-- Problem requirements --
Sort through the listing below and keep each line with the word "mpsc". Copy those.
------------------------------------
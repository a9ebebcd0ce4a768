//! macOS hotkey backend using CGEventTap
//!
//! macOS has no per-id global shortcut registry, so the backend keeps one:
//! a listen-only event tap sees every key-down, and those matching a
//! registered combination are queued as notifications. The tap lives on the
//! thread that registers bindings and is driven by that thread's CFRunLoop.

use std::collections::HashMap;
use std::sync::mpsc::{self, Receiver, Sender, TryRecvError};
use std::sync::{Arc, Mutex};
use std::time::Duration;

use core_foundation::runloop::{kCFRunLoopCommonModes, kCFRunLoopDefaultMode, CFRunLoop, CFRunLoopSource};
use core_graphics::event::{
    CGEvent, CGEventFlags, CGEventTap, CGEventTapLocation, CGEventTapOptions, CGEventTapPlacement,
    CGEventTapProxy, CGEventType, EventField,
};
use tracing::{debug, error, info, warn};

use super::backend::{HotkeyBackend, Notification, Wakeup};
use super::binding::{BindingId, HotkeyBinding};
use super::error::BackendError;
use super::keys::{KeyCode, Modifiers};

/// How long one run-loop slice lasts before the queue is checked again
const RUN_LOOP_SLICE: Duration = Duration::from_millis(100);

type ComboTable = Arc<Mutex<HashMap<(Modifiers, u16), BindingId>>>;

/// Event-tap backed hotkey host for macOS
pub struct MacosBackend {
    combos: ComboTable,
    queue_tx: Sender<Notification>,
    queue_rx: Receiver<Notification>,
    tap: Option<(CGEventTap<'static>, CFRunLoopSource)>,
}

impl MacosBackend {
    pub fn new() -> Self {
        let (queue_tx, queue_rx) = mpsc::channel();
        Self {
            combos: Arc::new(Mutex::new(HashMap::new())),
            queue_tx,
            queue_rx,
            tap: None,
        }
    }

    fn ensure_tap(&mut self) -> Result<(), BackendError> {
        if self.tap.is_some() {
            return Ok(());
        }

        let combos = Arc::clone(&self.combos);
        let tx = self.queue_tx.clone();
        // Must stay fast; it runs inside the event tap.
        let callback = move |_proxy: CGEventTapProxy, event_type: CGEventType, event: &CGEvent| -> Option<CGEvent> {
            match event_type {
                CGEventType::KeyDown => {
                    let keycode = event.get_integer_value_field(EventField::KEYBOARD_EVENT_KEYCODE) as u16;
                    let modifiers = modifiers_from_flags(event.get_flags());
                    let matched = combos
                        .lock()
                        .ok()
                        .and_then(|table| table.get(&(modifiers, keycode)).copied());
                    if let Some(id) = matched {
                        let _ = tx.send(Notification::Hotkey(id));
                    }
                }
                CGEventType::TapDisabledByTimeout | CGEventType::TapDisabledByUserInput => {
                    warn!("event tap disabled by the system");
                }
                _ => {}
            }
            Some(event.clone())
        };

        let tap = CGEventTap::new(
            CGEventTapLocation::Session,
            CGEventTapPlacement::HeadInsertEventTap,
            CGEventTapOptions::ListenOnly,
            vec![CGEventType::KeyDown],
            callback,
        )
        .map_err(|_| {
            error!("failed to create event tap - is Accessibility permission granted?");
            BackendError::Host("failed to create event tap".to_string())
        })?;

        let source = tap
            .mach_port
            .create_runloop_source(0)
            .map_err(|_| BackendError::Host("failed to create run loop source".to_string()))?;

        unsafe {
            CFRunLoop::get_current().add_source(&source, kCFRunLoopCommonModes);
        }
        tap.enable();
        info!("event tap created and enabled");

        self.tap = Some((tap, source));
        Ok(())
    }
}

impl Default for MacosBackend {
    fn default() -> Self {
        Self::new()
    }
}

fn modifiers_from_flags(flags: CGEventFlags) -> Modifiers {
    Modifiers {
        control: flags.contains(CGEventFlags::CGEventFlagControl),
        alt: flags.contains(CGEventFlags::CGEventFlagAlternate),
        shift: flags.contains(CGEventFlags::CGEventFlagShift),
        win: flags.contains(CGEventFlags::CGEventFlagCommand),
    }
}

/// Translate a virtual-key code to the ANSI keyboard's macOS key code
fn mac_keycode(key: KeyCode) -> Option<u16> {
    const LETTERS: [u16; 26] = [
        0x00, 0x0B, 0x08, 0x02, 0x0E, 0x03, 0x05, 0x04, 0x22, 0x26, 0x28, 0x25, 0x2E, // A-M
        0x2D, 0x1F, 0x23, 0x0C, 0x0F, 0x01, 0x11, 0x20, 0x09, 0x0D, 0x07, 0x10, 0x06, // N-Z
    ];
    const DIGITS: [u16; 10] = [0x1D, 0x12, 0x13, 0x14, 0x15, 0x17, 0x16, 0x1A, 0x1C, 0x19];
    const FUNCTION: [u16; 20] = [
        0x7A, 0x78, 0x63, 0x76, 0x60, 0x61, 0x62, 0x64, 0x65, 0x6D, 0x67, 0x6F, // F1-F12
        0x69, 0x6B, 0x71, 0x6A, 0x40, 0x4F, 0x50, 0x5A, // F13-F20
    ];

    if let Some(c) = key.as_char() {
        return if c.is_ascii_digit() {
            Some(DIGITS[(c as u8 - b'0') as usize])
        } else {
            Some(LETTERS[(c as u8 - b'A') as usize])
        };
    }
    if key.0 >= KeyCode::F1.0 && key.0 < KeyCode::F1.0 + FUNCTION.len() as u32 {
        return Some(FUNCTION[(key.0 - KeyCode::F1.0) as usize]);
    }

    let code = match key {
        KeyCode::BACKSPACE => 0x33,
        KeyCode::TAB => 0x30,
        KeyCode::ENTER => 0x24,
        KeyCode::ESCAPE => 0x35,
        KeyCode::SPACE => 0x31,
        KeyCode::PAGE_UP => 0x74,
        KeyCode::PAGE_DOWN => 0x79,
        KeyCode::END => 0x77,
        KeyCode::HOME => 0x73,
        KeyCode::LEFT => 0x7B,
        KeyCode::UP => 0x7E,
        KeyCode::RIGHT => 0x7C,
        KeyCode::DOWN => 0x7D,
        KeyCode::DELETE => 0x75,
        KeyCode::BACKQUOTE => 0x32,
        _ => return None,
    };
    Some(code)
}

impl HotkeyBackend for MacosBackend {
    fn register(&mut self, binding: &HotkeyBinding) -> Result<(), BackendError> {
        let keycode = mac_keycode(binding.key()).ok_or_else(|| {
            BackendError::Unsupported(format!("no macOS key code for {}", binding.key()))
        })?;

        self.ensure_tap()?;

        let mut table = self
            .combos
            .lock()
            .map_err(|e| BackendError::Host(format!("combo table poisoned: {}", e)))?;
        if table.values().any(|id| *id == binding.id()) {
            return Err(BackendError::Host(format!("id {} already registered", binding.id())));
        }
        let slot = (binding.modifiers(), keycode);
        if table.contains_key(&slot) {
            return Err(BackendError::AlreadyRegistered);
        }
        table.insert(slot, binding.id());
        debug!(combo = %binding.combo(), keycode, "combo added to event tap table");
        Ok(())
    }

    fn unregister(&mut self, id: BindingId) -> Result<(), BackendError> {
        let mut table = self
            .combos
            .lock()
            .map_err(|e| BackendError::Host(format!("combo table poisoned: {}", e)))?;
        let before = table.len();
        table.retain(|_, bound| *bound != id);
        if table.len() == before {
            return Err(BackendError::NotRegistered(id));
        }
        Ok(())
    }

    fn next_notification(&mut self) -> Notification {
        loop {
            match self.queue_rx.try_recv() {
                Ok(notification) => return notification,
                Err(TryRecvError::Disconnected) => return Notification::Closed,
                Err(TryRecvError::Empty) => {}
            }

            // Tap callbacks only fire while the run loop runs on this thread.
            unsafe {
                CFRunLoop::run_in_mode(kCFRunLoopDefaultMode, RUN_LOOP_SLICE, true);
            }
        }
    }

    fn wakeup(&self) -> Arc<dyn Wakeup> {
        Arc::new(ChannelWakeup {
            tx: self.queue_tx.clone(),
        })
    }
}

struct ChannelWakeup {
    tx: Sender<Notification>,
}

impl Wakeup for ChannelWakeup {
    fn wake(&self) -> Result<(), BackendError> {
        self.tx
            .send(Notification::Wake)
            .map_err(|e| BackendError::Wakeup(e.to_string()))
    }
}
------------------------------------
-- Expected answer --
use std::sync::mpsc::{self, Receiver, Sender, TryRecvError};
        let (queue_tx, queue_rx) = mpsc::channel();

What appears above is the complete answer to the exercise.